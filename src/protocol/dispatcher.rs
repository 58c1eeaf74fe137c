//! Protocol dispatcher
//!
//! Routes an inbound message to the processor registered for its declared
//! type. Messages with no registered processor are rejected here and never
//! reach a processor. Standing-query registration also happens here, since
//! any recognized query kind may carry a subscription descriptor.

use crate::notifications::subscription::SubscriptionRegistry;
use crate::protocol::codes;
use crate::protocol::message::{Message, MessageFactory, MessageKind};
use crate::protocol::processor::{MessageProcessor, ProcessorFamily};
use serde_json::json;
use std::collections::HashMap;
use std::sync::Arc;

pub struct ProtocolDispatcher {
    processors: HashMap<String, Arc<dyn MessageProcessor>>,
    registry: Arc<SubscriptionRegistry>,
    ids: Arc<MessageFactory>,
}

impl ProtocolDispatcher {
    pub fn new(registry: Arc<SubscriptionRegistry>, ids: Arc<MessageFactory>) -> Self {
        Self {
            processors: HashMap::new(),
            registry,
            ids,
        }
    }

    /// Register a processor under its declared message type
    pub fn register(&mut self, processor: Arc<dyn MessageProcessor>) {
        let msg_type = processor.message_type().to_string();
        log::debug!("processor registered for message type '{msg_type}'");
        if self.processors.insert(msg_type.clone(), processor).is_some() {
            log::warn!("processor for message type '{msg_type}' replaced");
        }
    }

    pub fn processor_count(&self) -> usize {
        self.processors.len()
    }

    /// Dispatch one inbound message and produce the reply
    pub fn dispatch(&self, request: &Message) -> Message {
        // A query carrying a subscription descriptor opens a persistent
        // channel; a rejected descriptor fails the whole request with 6.
        let mut channel: Option<String> = None;
        if request.kind == MessageKind::Query && request.params.contains_key("Subscription") {
            match self.registry.register_subscription(request) {
                Some(channel_id) => channel = Some(channel_id),
                None => {
                    return Message::response_to(
                        request,
                        self.ids.next_id(),
                        codes::RC_INVALID_PARAMETER,
                    )
                    .with_comment("subscription rejected: invalid descriptor, URL or query type".to_string());
                }
            }
        }

        let reply = match self.processors.get(&request.msg_type) {
            Some(processor) => {
                if kind_matches(processor.family(), request.kind) {
                    processor.process(request)
                } else {
                    Message::response_to(request, self.ids.next_id(), codes::RC_INVALID_PARAMETER)
                        .with_comment(format!(
                            "message kind {:?} does not match the {} processor",
                            request.kind, request.msg_type
                        ))
                }
            }
            None => match &channel {
                // A subscription-only query (no initial-response processor)
                // still succeeds: the channel was opened.
                Some(_) => {
                    Message::response_to(request, self.ids.next_id(), codes::RC_SUCCESS)
                }
                None => {
                    log::warn!("no processor for message type '{}'", request.msg_type);
                    Message::response_to(request, self.ids.next_id(), codes::RC_NOT_SUPPORTED)
                        .with_comment(format!(
                            "no processor registered for message type '{}'",
                            request.msg_type
                        ))
                }
            },
        };

        match channel {
            Some(channel_id) => reply.with_param("ChannelID", json!(channel_id)),
            None => reply,
        }
    }
}

fn kind_matches(family: ProcessorFamily, kind: MessageKind) -> bool {
    matches!(
        (family, kind),
        (ProcessorFamily::Command, MessageKind::Command)
            | (ProcessorFamily::Query, MessageKind::Query)
            | (ProcessorFamily::Acknowledge, MessageKind::Acknowledge)
    )
}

## YOUR GOAL
Only a number is wanted here: how many lines of the records above include the string "reply"?

## RESPONSE
4